Moens Y, Fargetton X
University of Ghent, Belgium.
Vet Rec. 1990 Dec 8;127(23):567-71.
The anaesthetic and physiological effects of a combination of 40 micrograms medetomidine with 2.5 ketamine, 5.0 or 7.5 mg/kg administered intramuscularly were compared with the effects of a combination of 1 mg/kg xylazine and 15 mg/kg ketamine. All the combinations rapidly induced an anaesthetic state that permitted endotracheal intubation, with the absence of the pedal reflex and with good muscle relaxation, and induced bradycardia that was less pronounced as the dose of ketamine was increased. All the combinations produced a decrease in respiratory rate. Increasing the dose of ketamine combined with medetomidine resulted in a very significant prolongation of the duration of anaesthesia, the duration of muscle relaxation and the arousal time. The duration of the anaesthetic effects of 40 micrograms/kg medetomidine with 5 mg/kg ketamine was comparable to that provided by the recommended xylazine/ketamine combination but the period of muscle relaxation was significantly longer. The recovery from medetomidine/ketamine took longer than recovery from xylazine/ketamine but there were fewer side effects.

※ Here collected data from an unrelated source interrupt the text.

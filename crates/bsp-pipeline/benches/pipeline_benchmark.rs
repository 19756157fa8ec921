//! Performance benchmarks for pipeline execution

use bsp_core::{Biosignal, BiosignalKind, BiosignalSource, Segment, SourceOptions};
use bsp_pipeline::{FeatureSelector, Packet, PipelineConfig};
use bsp_simulation::{SimulatedSource, SimulationConfig};
use criterion::{black_box, criterion_group, criterion_main, BenchmarkId, Criterion};
use std::path::Path;

fn recording(channel_count: usize) -> Biosignal {
    let config = SimulationConfig {
        channels: (0..channel_count).map(|i| format!("A{}", i + 1)).collect(),
        segment_count: 4,
        segment_duration_secs: 5.0,
        ..Default::default()
    };
    let source = SimulatedSource::new(config).unwrap();
    let channels = source
        .read(Path::new("bench"), BiosignalKind::EDA, &SourceOptions::default())
        .unwrap();
    Biosignal::new(BiosignalKind::EDA, channels)
}

/// Benchmark feature selection over growing channel counts
fn bench_feature_selection(c: &mut Criterion) {
    let mut group = c.benchmark_group("feature_selection");
    let selector = FeatureSelector::new("active", |segment: &Segment| Ok(segment.stats().mean > 0.5));

    for &channels in &[1, 8, 64] {
        let features = recording(channels).to_packet_seed();
        group.bench_with_input(BenchmarkId::from_parameter(channels), &features, |b, features| {
            b.iter(|| black_box(selector.select(black_box(features)).unwrap()))
        });
    }

    group.finish();
}

/// Benchmark a full configured run, including packet seeding
fn bench_apply_all(c: &mut Criterion) {
    let mut group = c.benchmark_group("apply_all");
    let config = PipelineConfig::default_selection();

    for &channels in &[1, 8, 64] {
        let biosignal = recording(channels);
        group.bench_with_input(BenchmarkId::from_parameter(channels), &biosignal, |b, biosignal| {
            b.iter(|| {
                let mut pipeline = config.build().unwrap();
                pipeline.load(vec![biosignal.clone()]).unwrap();
                let packet: Packet = pipeline.apply_all().unwrap().unwrap().clone();
                black_box(packet)
            })
        });
    }

    group.finish();
}

criterion_group!(benches, bench_feature_selection, bench_apply_all);
criterion_main!(benches);
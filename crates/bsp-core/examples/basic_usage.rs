//! Basic usage examples for BSP-Framework
//!
//! Builds a gapped recording from segments, slices it, wraps it in a
//! biosignal and applies a filter.

use bsp_core::{
    Biosignal, BiosignalKind, BspResult, ChannelSelector, PrecisionTimestamp, Segment,
    Timeseries, TimeseriesFilter,
};
use std::collections::BTreeMap;

/// Removes each segment's mean
struct Detrend;

impl TimeseriesFilter for Detrend {
    fn name(&self) -> &str {
        "detrend"
    }

    fn apply(&self, input: &Timeseries) -> BspResult<Timeseries> {
        input.map_segments(|segment| {
            let mean = segment.stats().mean;
            Ok(segment.samples().iter().map(|x| x - mean).collect())
        })
    }
}

fn main() -> BspResult<()> {
    println!("=== BSP-Framework Basic Usage Examples ===\n");

    let start = PrecisionTimestamp::from_secs(1_700_000_000);
    let sampling_rate = 250.0;

    // Two acquisitions of 2 s separated by a 1 s pause
    let mut ecg = Timeseries::new(sampling_rate, true)?;
    for offset in [0u64, 3] {
        let samples: Vec<f32> = (0..500)
            .map(|i| 0.5 + 0.4 * (i as f32 / sampling_rate * 7.5).sin())
            .collect();
        ecg.append(Segment::new(samples, PrecisionTimestamp::from_secs(1_700_000_000 + offset), sampling_rate)?)?;
    }

    println!("1. Segmented timeseries");
    println!("   Segments: {}, samples: {}", ecg.segment_count(), ecg.sample_count());
    for (from, to) in ecg.gaps() {
        println!("   Gap: {} -> {}", from, to);
    }

    println!("\n2. Slicing a segment");
    if let Some(first) = ecg.first_segment() {
        let window = first.slice(start, PrecisionTimestamp::from_millis(1_700_000_000_500))?;
        let stats = window.stats();
        println!("   {} samples, mean {:.3}, rms {:.3}", window.len(), stats.mean, stats.rms);
    }

    println!("\n3. Biosignal");
    let mut channels = BTreeMap::new();
    channels.insert("ecg_chest".to_string(), ecg);
    let biosignal = Biosignal::new(BiosignalKind::ECG, channels)
        .with_name("Resting ECG")
        .with_acquisition_location("Lab");
    println!("{}", biosignal);

    match biosignal.select(ChannelSelector::Range { start: Some("ecg_chest"), stop: Some("z") }) {
        Ok(_) => println!("   Unexpected slice"),
        Err(e) => println!("   Range selection rejected: {}", e),
    }

    println!("\n4. Filtering");
    let detrended = biosignal.filter(&Detrend)?;
    let mean = detrended
        .select(ChannelSelector::Single("ecg_chest"))?
        .first_segment()
        .map(|segment| segment.stats().mean)
        .unwrap_or_default();
    println!("   Mean after detrend: {:.4}", mean);

    println!("\n=== All examples completed successfully! ===");
    Ok(())
}
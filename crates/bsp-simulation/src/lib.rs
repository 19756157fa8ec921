//! BSP-Simulation: synthetic biosignal acquisition
//!
//! Provides a simulated recording device producing gapped multi-channel
//! recordings for testing and development.

pub mod signal_patterns;
pub mod simulator;

pub use signal_patterns::*;
pub use simulator::*;
//! Error handling for the BSP Framework
//!
//! One error type covers the data model, the source contract and the
//! pipeline engine so that every layer can propagate with `?`.

use core::fmt;

use crate::timestamp::PrecisionTimestamp;

/// Result type alias for BSP Framework operations
pub type BspResult<T> = Result<T, BspError>;

/// Comprehensive error type for all BSP Framework operations
#[derive(Debug, Clone, PartialEq)]
#[non_exhaustive]
pub enum BspError {
    /// Invalid signal or pipeline configuration
    InvalidSignalConfig {
        /// Description of the configuration error
        reason: String,
    },

    /// Sampling rate is not a positive finite number
    InvalidSamplingRate {
        /// Provided sampling rate
        rate: f32,
    },

    /// Timestamp validation error
    InvalidTimestamp {
        /// Description of timestamp issue
        reason: &'static str,
    },

    /// Segment sampling rate differs from the timeseries rate
    SamplingRateMismatch {
        /// Rate declared by the timeseries
        expected: f32,
        /// Rate carried by the rejected segment
        found: f32,
    },

    /// Segment does not start after the previous segment of an ordered timeseries
    OrderingViolation {
        /// Start of the rejected segment
        start: PrecisionTimestamp,
        /// End of the last stored segment
        previous_end: PrecisionTimestamp,
    },

    /// Requested time range lies outside the stored samples
    RangeError {
        /// Requested range start
        from: PrecisionTimestamp,
        /// Requested range end
        to: PrecisionTimestamp,
        /// Start of the stored samples
        start: PrecisionTimestamp,
        /// End of the stored samples
        end: PrecisionTimestamp,
    },

    /// Channel lookup miss on a biosignal
    ChannelNotFound {
        /// Requested channel name
        name: String,
    },

    /// Operation not supported by the receiver
    UnsupportedOperation {
        /// Description of the rejected operation
        operation: String,
    },

    /// Two biosignals contribute the same channel to a packet seed
    DuplicateChannelLabel {
        /// Colliding channel name
        label: String,
    },

    /// Packet lookup miss
    LabelNotFound {
        /// Requested packet label
        label: String,
    },

    /// Packet payload has a different type than requested
    PayloadTypeMismatch {
        /// Packet label
        label: String,
        /// Requested payload type
        expected: &'static str,
        /// Stored payload type
        found: &'static str,
    },

    /// New unit's input cannot be satisfied by the units already in the pipeline
    IncompatiblePipeline {
        /// Packet label of the unsatisfied input
        label: String,
        /// Parameter name in the new unit
        parameter: String,
        /// Type declared by the new unit
        parameter_type: &'static str,
        /// Type declared by the most recent producer, if any
        upstream_type: Option<&'static str>,
    },

    /// Pipeline mutation attempted after execution began
    PipelineAlreadyStarted {
        /// Step index at the time of the attempt
        step: usize,
    },

    /// Step index queried before the first step
    NotStarted,

    /// `next` called on a pipeline with no remaining units
    PipelineCompleted {
        /// Number of units in the pipeline
        steps: usize,
    },

    /// Pipeline started without any biosignals to seed the first packet
    NoBiosignalsLoaded,

    /// A biosignal source failed to read or write
    SourceError {
        /// Source name
        source_name: String,
        /// Failure description
        reason: String,
    },

    /// A unit's transformation reported a failure
    UnitFailed {
        /// Unit name
        unit: String,
        /// Failure description
        reason: String,
    },
}

impl fmt::Display for BspError {
    fn fmt(&self, f: &mut fmt::Formatter<'_>) -> fmt::Result {
        match self {
            BspError::InvalidSignalConfig { reason } => {
                write!(f, "Invalid signal configuration: {}", reason)
            }
            BspError::InvalidSamplingRate { rate } => {
                write!(f, "Invalid sampling rate: {}Hz, must be positive and finite", rate)
            }
            BspError::InvalidTimestamp { reason } => {
                write!(f, "Invalid timestamp: {}", reason)
            }
            BspError::SamplingRateMismatch { expected, found } => {
                write!(f, "Sampling rate mismatch: timeseries is {}Hz, segment is {}Hz",
                       expected, found)
            }
            BspError::OrderingViolation { start, previous_end } => {
                write!(f, "Ordering violation: segment starts at {}, previous segment ends at {}",
                       start, previous_end)
            }
            BspError::RangeError { from, to, start, end } => {
                write!(f, "Range [{}, {}) outside stored samples [{}, {})",
                       from, to, start, end)
            }
            BspError::ChannelNotFound { name } => {
                write!(f, "Channel '{}' not found", name)
            }
            BspError::UnsupportedOperation { operation } => {
                write!(f, "Unsupported operation: {}", operation)
            }
            BspError::DuplicateChannelLabel { label } => {
                write!(f, "Channel '{}' is contributed by more than one biosignal", label)
            }
            BspError::LabelNotFound { label } => {
                write!(f, "Label '{}' not found in packet", label)
            }
            BspError::PayloadTypeMismatch { label, expected, found } => {
                write!(f, "Payload '{}' is {}, expected {}", label, found, expected)
            }
            BspError::IncompatiblePipeline { label, parameter, parameter_type, upstream_type } => {
                match upstream_type {
                    Some(upstream) => write!(
                        f,
                        "Incompatible pipeline: input type {} of parameter '{}' does not match output type {} of label '{}'",
                        parameter_type, parameter, upstream, label
                    ),
                    None => write!(
                        f,
                        "Incompatible pipeline: input label '{}' of parameter '{}' ({}) is not produced by any previous unit",
                        label, parameter, parameter_type
                    ),
                }
            }
            BspError::PipelineAlreadyStarted { step } => {
                write!(f, "Pipeline already started (step {}), units cannot be changed", step)
            }
            BspError::NotStarted => write!(f, "Pipeline has not started yet"),
            BspError::PipelineCompleted { steps } => {
                write!(f, "Pipeline completed all {} steps", steps)
            }
            BspError::NoBiosignalsLoaded => {
                write!(f, "No biosignals loaded to seed the first packet")
            }
            BspError::SourceError { source_name, reason } => {
                write!(f, "Source {} failed: {}", source_name, reason)
            }
            BspError::UnitFailed { unit, reason } => {
                write!(f, "Unit '{}' failed: {}", unit, reason)
            }
        }
    }
}

impl std::error::Error for BspError {}

/// Convenience macro for creating configuration errors
#[macro_export]
macro_rules! config_error {
    ($($arg:tt)*) => {
        $crate::error::BspError::InvalidSignalConfig {
            reason: format!($($arg)*),
        }
    };
}
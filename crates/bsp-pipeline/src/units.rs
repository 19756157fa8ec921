//! Built-in units available to configured pipelines

use crate::packet::{Payload, PayloadType};
use crate::unit::{InputBinding, OutputBinding, PipelineUnit, UnitInputs, UnitSignature};
use bsp_core::{BspError, BspResult, SampleStats};
use serde::{Deserialize, Serialize};
use std::collections::BTreeMap;

/// Extracts one channel out of a timeseries map
///
/// The output is a single [`bsp_core::Timeseries`], which no other built-in unit
/// reads, so in configured pipelines this is the last unit.
#[derive(Debug, Clone)]
pub struct ChannelPicker {
    name: String,
    channel: String,
    signature: UnitSignature,
}

impl ChannelPicker {
    pub fn new(name: impl Into<String>, input_label: &str, channel: &str, output_label: &str) -> Self {
        ChannelPicker {
            name: name.into(),
            channel: channel.to_string(),
            signature: UnitSignature::single(
                InputBinding {
                    parameter: "channels".to_string(),
                    label: input_label.to_string(),
                    payload_type: PayloadType::TimeseriesMap,
                },
                OutputBinding {
                    result: "channel".to_string(),
                    label: output_label.to_string(),
                    payload_type: PayloadType::Timeseries,
                },
            ),
        }
    }
}

impl PipelineUnit for ChannelPicker {
    fn name(&self) -> &str {
        &self.name
    }

    fn signature(&self) -> &UnitSignature {
        &self.signature
    }

    fn apply(&self, inputs: &UnitInputs<'_>) -> BspResult<Payload> {
        let channels = inputs.timeseries_map("channels")?;
        channels
            .get(&self.channel)
            .cloned()
            .map(Payload::Timeseries)
            .ok_or_else(|| BspError::ChannelNotFound {
                name: self.channel.clone(),
            })
    }
}

/// Descriptive value reported by [`SegmentSummary`]
#[derive(Debug, Clone, Copy, PartialEq, Eq, Serialize, Deserialize)]
#[serde(rename_all = "snake_case")]
pub enum Statistic {
    Mean,
    Rms,
    StdDev,
    Min,
    Max,
    PeakToPeak,
}

impl Statistic {
    pub fn of(&self, stats: &SampleStats) -> f32 {
        match self {
            Statistic::Mean => stats.mean,
            Statistic::Rms => stats.rms,
            Statistic::StdDev => stats.std_dev,
            Statistic::Min => stats.min,
            Statistic::Max => stats.max,
            Statistic::PeakToPeak => stats.peak_to_peak,
        }
    }
}

/// Reduces each entry of a timeseries map to one value computed over all
/// its samples
#[derive(Debug, Clone)]
pub struct SegmentSummary {
    name: String,
    statistic: Statistic,
    signature: UnitSignature,
}

impl SegmentSummary {
    pub fn new(name: impl Into<String>, input_label: &str, output_label: &str, statistic: Statistic) -> Self {
        SegmentSummary {
            name: name.into(),
            statistic,
            signature: UnitSignature::single(
                InputBinding {
                    parameter: "channels".to_string(),
                    label: input_label.to_string(),
                    payload_type: PayloadType::TimeseriesMap,
                },
                OutputBinding {
                    result: "summary".to_string(),
                    label: output_label.to_string(),
                    payload_type: PayloadType::Values,
                },
            ),
        }
    }
}

impl PipelineUnit for SegmentSummary {
    fn name(&self) -> &str {
        &self.name
    }

    fn signature(&self) -> &UnitSignature {
        &self.signature
    }

    fn apply(&self, inputs: &UnitInputs<'_>) -> BspResult<Payload> {
        let channels = inputs.timeseries_map("channels")?;
        let values: BTreeMap<String, f32> = channels
            .iter()
            .filter(|(_, timeseries)| timeseries.sample_count() > 0)
            .map(|(name, timeseries)| {
                let samples: Vec<f32> = timeseries
                    .segments()
                    .flat_map(|segment| segment.samples().iter().copied())
                    .collect();
                (name.clone(), self.statistic.of(&SampleStats::calculate(&samples)))
            })
            .collect();
        Ok(Payload::Values(values))
    }
}

#[cfg(test)]
mod tests {
    use super::*;
    use crate::packet::Packet;
    use bsp_core::{PrecisionTimestamp, Segment, Timeseries};

    fn packet() -> Packet {
        let first = Segment::new(vec![1.0, 2.0], PrecisionTimestamp::from_secs(0), 1.0).unwrap();
        let second = Segment::new(vec![3.0, 6.0], PrecisionTimestamp::from_secs(5), 1.0).unwrap();
        let ts = Timeseries::from_segments(vec![first, second], true, 1.0).unwrap();

        let mut channels = BTreeMap::new();
        channels.insert("ecg".to_string(), ts);
        channels.insert("empty".to_string(), Timeseries::new(1.0, true).unwrap());
        Packet::seed(channels)
    }

    #[test]
    fn test_channel_picker() {
        let picker = ChannelPicker::new("pick", Packet::TIMESERIES_LABEL, "ecg", "ecg_only");
        let output = picker.apply_to_packet(&packet()).unwrap();

        assert_eq!(output.timeseries("ecg_only").unwrap().segment_count(), 2);

        let missing = ChannelPicker::new("pick", Packet::TIMESERIES_LABEL, "eda", "eda_only");
        assert_eq!(
            missing.apply_to_packet(&packet()),
            Err(BspError::ChannelNotFound { name: "eda".to_string() })
        );
    }

    #[test]
    fn test_segment_summary_spans_all_segments() {
        let summary = SegmentSummary::new("max", Packet::TIMESERIES_LABEL, "max", Statistic::Max);
        let output = summary.apply_to_packet(&packet()).unwrap();
        let values = output.values("max").unwrap();

        assert_eq!(values["ecg"], 6.0);
        assert!(!values.contains_key("empty"));

        let mean = SegmentSummary::new("mean", Packet::TIMESERIES_LABEL, "mean", Statistic::Mean);
        let output = mean.apply_to_packet(&packet()).unwrap();
        assert_eq!(output.values("mean").unwrap()["ecg"], 3.0);
    }
}
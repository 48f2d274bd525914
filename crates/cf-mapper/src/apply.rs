use crate::transforms;
use cf_core::{CfError, CfResult, CompiledMapping, ErrorKind, ItemAnalysis, NormalisedItem};
use std::collections::HashMap;

/// Apply a [`CompiledMapping`] to one raw JSON item, producing exactly one
/// [`NormalisedItem`] or a typed error — never a partially-populated item
/// (spec §4.4).
pub fn apply_mapping(mapping: &CompiledMapping, source: &str, raw: &serde_json::Value) -> CfResult<NormalisedItem> {
    let obj = raw.as_object().ok_or_else(|| {
        CfError::new(ErrorKind::MissingRequiredField, "mapping input item is not a JSON object")
    })?;

    let id = obj
        .get(&mapping.raw.id_field)
        .and_then(|v| v.as_str().map(str::to_string).or_else(|| Some(v.to_string())))
        .ok_or_else(|| {
            CfError::new(
                ErrorKind::MissingRequiredField,
                format!("item is missing id field '{}'", mapping.raw.id_field),
            )
        })?;

    let title = obj
        .get(&mapping.raw.title_field)
        .and_then(|v| v.as_str().map(str::to_string))
        .unwrap_or_default();

    let mut content = HashMap::new();
    for rule in &mapping.raw.fields {
        let Some(raw_value) = obj.get(&rule.source_field) else {
            if rule.required {
                return Err(CfError::new(
                    ErrorKind::MissingRequiredField,
                    format!("item is missing required field '{}'", rule.source_field),
                ));
            }
            continue;
        };

        let value = match &rule.transform {
            Some(transform) => transforms::apply(transform, raw_value)?,
            None => raw_value.clone(),
        };
        content.insert(rule.dest_field.clone(), value);
    }

    Ok(NormalisedItem {
        id,
        source: source.to_string(),
        title,
        content,
        metadata: HashMap::new(),
        analysis: None,
        relationships: None,
    })
}

/// Attach enrichment produced by the LLM gateway, overwriting any prior
/// analysis wholesale so re-running enrichment stays idempotent.
pub fn set_analysis(item: &mut NormalisedItem, analysis: ItemAnalysis) {
    item.analysis = Some(analysis);
}

#[cfg(test)]
mod tests {
    use super::*;
    use cf_core::{FieldRule, RawMapping, Transform};
    use serde_json::json;
    use std::convert::TryFrom;

    fn mapping() -> CompiledMapping {
        let raw = RawMapping {
            name: "issues".into(),
            id_field: "id".into(),
            title_field: "title".into(),
            fields: vec![FieldRule {
                source_field: "body".into(),
                dest_field: "clean_body".into(),
                transform: Some(Transform::CleanText),
                required: true,
            }],
        };
        CompiledMapping::try_from(raw).unwrap()
    }

    #[test]
    fn applies_mapping_successfully() {
        let item = json!({"id": "PROJ-1", "title": "Bug", "body": "  broken   thing  "});
        let normalised = apply_mapping(&mapping(), "tracker", &item).unwrap();
        assert_eq!(normalised.id, "PROJ-1");
        assert_eq!(normalised.title, "Bug");
        assert_eq!(normalised.content["clean_body"], json!("broken thing"));
        assert!(!normalised.has_analysis());
    }

    #[test]
    fn missing_required_field_is_an_error() {
        let item = json!({"id": "PROJ-1", "title": "Bug"});
        let err = apply_mapping(&mapping(), "tracker", &item).unwrap_err();
        assert_eq!(err.kind(), cf_core::ErrorKind::MissingRequiredField);
    }

    #[test]
    fn missing_id_field_is_an_error() {
        let item = json!({"title": "Bug", "body": "x"});
        let err = apply_mapping(&mapping(), "tracker", &item).unwrap_err();
        assert_eq!(err.kind(), cf_core::ErrorKind::MissingRequiredField);
    }
}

将40微克美托咪定与2.5、5.0或7.5毫克/千克氯胺酮联合肌肉注射的麻醉和生理效应,与1毫克/千克赛拉嗪和15毫克/千克氯胺酮联合使用的效应进行了比较。所有联合用药均能迅速诱导出允许进行气管插管的麻醉状态,无足趾反射且肌肉松弛良好,并引起心动过缓,随着氯胺酮剂量的增加,心动过缓症状减轻。所有联合用药均导致呼吸频率降低。增加与美托咪定联合使用的氯胺酮剂量会导致麻醉持续时间、肌肉松弛持续时间和苏醒时间显著延长。40微克/千克美托咪定与5毫克/千克氯胺酮的麻醉效果持续时间与推荐的赛拉嗪/氯胺酮联合用药相当,但肌肉松弛时间明显更长。美托咪定/氯胺酮的苏醒时间比赛拉嗪/氯胺酮长,但副作用较少。